▶ [Description of the task]: From the entries that follow, list every line in which the string "filename" appears.

(Stored data entries)
##############################
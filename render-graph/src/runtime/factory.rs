//! Runtime node construction keyed by pass kind.

use super::{PassNode, RenderNode};
use crate::graph::{Node, PassKind};

/// Builds the runtime node for a graph node.
///
/// Returning `None` means the node has no runtime counterpart; it keeps its
/// place in the execution order but nothing is executed or wired for it.
pub trait NodeFactory {
    fn create(&self, node: &Node) -> Option<Box<dyn RenderNode>>;
}

impl<F> NodeFactory for F
where
    F: Fn(&Node) -> Option<Box<dyn RenderNode>>,
{
    fn create(&self, node: &Node) -> Option<Box<dyn RenderNode>> {
        self(node)
    }
}

/// Factory for the built-in pass catalogue.
#[derive(Debug, Default, Clone, Copy)]
pub struct DefaultNodeFactory;

impl NodeFactory for DefaultNodeFactory {
    fn create(&self, node: &Node) -> Option<Box<dyn RenderNode>> {
        match node.kind {
            // The provider only publishes scene handles.
            PassKind::SceneProvider | PassKind::Unknown => None,
            PassKind::GBuffer
            | PassKind::Lighting
            | PassKind::AmbientOcclusion
            | PassKind::AntiAliasing
            | PassKind::GaussianBlur
            | PassKind::Present => Some(Box::new(PassNode::from_node(node))),
        }
    }
}
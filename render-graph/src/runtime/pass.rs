//! Generic runtime pass built from a graph node.

use std::collections::BTreeMap;

use super::{CommandStream, FrameContext, PassError, RecordedCommand, RenderNode, ResourceTable};
use crate::compiler::PhysicalResourceId;
use crate::graph::{Node, PassKind};
use crate::resource::ResourceRole;

/// Runtime pass that records reads and writes of its bound ports.
///
/// Shading work lives behind the graphics backend; this node only carries
/// the resource contract its kind declares.
#[derive(Debug, Clone)]
pub struct PassNode {
    name: String,
    kind: PassKind,
    /// Port names and roles in declaration order.
    ports: Vec<(String, ResourceRole)>,
    bindings: BTreeMap<String, PhysicalResourceId>,
}

impl PassNode {
    pub fn from_node(node: &Node) -> Self {
        Self {
            name: node.name.clone(),
            kind: node.kind,
            ports: node
                .resources
                .iter()
                .map(|r| (r.name().to_string(), r.role()))
                .collect(),
            bindings: BTreeMap::new(),
        }
    }

    /// Resource bound to a port, if any.
    pub fn binding(&self, port: &str) -> Option<PhysicalResourceId> {
        self.bindings.get(port).copied()
    }

    pub fn bindings(&self) -> &BTreeMap<String, PhysicalResourceId> {
        &self.bindings
    }
}

impl RenderNode for PassNode {
    fn name(&self) -> &str {
        &self.name
    }

    fn kind(&self) -> PassKind {
        self.kind
    }

    fn initialize(&mut self, resources: &ResourceTable) -> Result<(), PassError> {
        for (port, &resource) in &self.bindings {
            if !resources.contains(resource) {
                return Err(PassError::MissingResource {
                    node: self.name.clone(),
                    port: port.clone(),
                    resource,
                });
            }
        }
        for (port, _) in self.ports.iter().filter(|(p, _)| !self.bindings.contains_key(p)) {
            log::debug!("Pass '{}': port '{}' left unbound", self.name, port);
        }
        Ok(())
    }

    fn execute(&self, commands: &mut CommandStream, frame: &FrameContext<'_>) {
        commands.push(RecordedCommand::BeginPass {
            name: self.name.clone(),
            frame_index: frame.frame_index,
        });
        for (port, role) in &self.ports {
            let Some(&resource) = self.bindings.get(port) else {
                continue;
            };
            let port = port.clone();
            commands.push(match role {
                ResourceRole::Output => RecordedCommand::Write { port, resource },
                ResourceRole::Input | ResourceRole::Unknown => {
                    RecordedCommand::Read { port, resource }
                }
            });
        }
        commands.push(RecordedCommand::EndPass);
    }

    fn set_resource(&mut self, port: &str, resource: PhysicalResourceId) -> bool {
        if !self.ports.iter().any(|(p, _)| p == port) {
            return false;
        }
        self.bindings.insert(port.to_string(), resource);
        true
    }
}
##############################
▶ [Result of this exercise]:
filename render-graph/src/runtime/factory.rs
filename render-graph/src/runtime/pass.rs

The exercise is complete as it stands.